L'image d'Aaron tel qu'il était, il y a des mois, me revient en mémoire. Lui, effondré, la voix brisée, lorsqu'il a appris que sa sœur s'était suicidée. Ce soir-là, il n'était plus le garçon confiant et dominateur que j'avais connu. Il était vulnérable, dévasté, les yeux rouges de chagrin et de culpabilité. C'était cette culpabilité qui l'avait transformé, durci. Dans un murmure, il m'avait dit : « Si je l'avais crue... elle serait encore là. »
Depuis ce soir-là, tout a changé. Il a changé. Un mur s'est dressé entre nous, fait de méfiance, de peur et de possessivité. Il me surveille, contrôle mes moindres faits et gestes, et j'ai parfois l'impression qu'il ne me voit plus vraiment. Ce qu'il voit, c'est un reflet de sa sœur, un fantôme qu'il s'efforce de garder à tout prix.
Les heures s'écoulent, et il n'est toujours pas rentré. Minuit passé, je lutte pour ne pas m'endormir, et l'angoisse monte. Aaron n'a jamais été aussi tardif. J'ai essayé de l'appeler, plusieurs fois, mais il ne répond pas. Je scrute la rue par la fenêtre, espérant voir sa voiture apparaître à chaque lueur de phares, mais rien.
Je commence à envisager d'appeler l'un de ses amis, ou même de sortir pour le chercher, lorsqu'enfin la porte s'ouvre brusquement. Aaron entre, chancelant, une bouteille de vin à la main. Ses yeux sont rouges, emplis d'une tristesse sourde et insoutenable. Il s'effondre, presque, son dos contre le mur, et fond en larmes sans un mot.
Je m'approche, hésitante. Je voudrais le prendre dans mes bras, apaiser sa douleur, mais il me repousse d'un geste brusque, m'envoyant au sol. Son regard est perdu, fixé dans le vide, tandis que le vin se répand autour de lui, tachant le parquet, et que sa main, coupée, saigne lentement.
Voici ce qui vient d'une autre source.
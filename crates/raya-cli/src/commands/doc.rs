//! `raya doc` — Generate documentation.

pub fn execute(
    out_dir: String,
    serve: bool,
    open: bool,
    format: String,
) -> anyhow::Result<()> {
    println!("Generating documentation...");
    println!("  Output: {}", out_dir);
    println!("  Format: {}", format);
    if serve { println!("  Server: enabled"); }
    if open { println!("  Open in browser: enabled"); }
    eprintln!("(Not yet implemented)");
    Ok(())
}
-Si je l'avais crue... Elle serait encore là...
Ces mots sont murmurés, à peine audibles, comme un écho de son propre désespoir. Je reste là, impuissante, à quelques pas de lui. Ce soir-là, je comprends. Je comprends que la douleur d'Aaron, qui l'a rendu si violent, est née de cette culpabilité qui le ronge et le pousse à vouloir me posséder, à tout prix. Je suis à la fois son ancre et sa prison, et lui, il est devenu le poids qui me retient dans cet abîme.
Et tandis qu'il sombre dans le sommeil, dans l'ombre d'une peine impossible à consoler, je me retrouve à nouveau seule.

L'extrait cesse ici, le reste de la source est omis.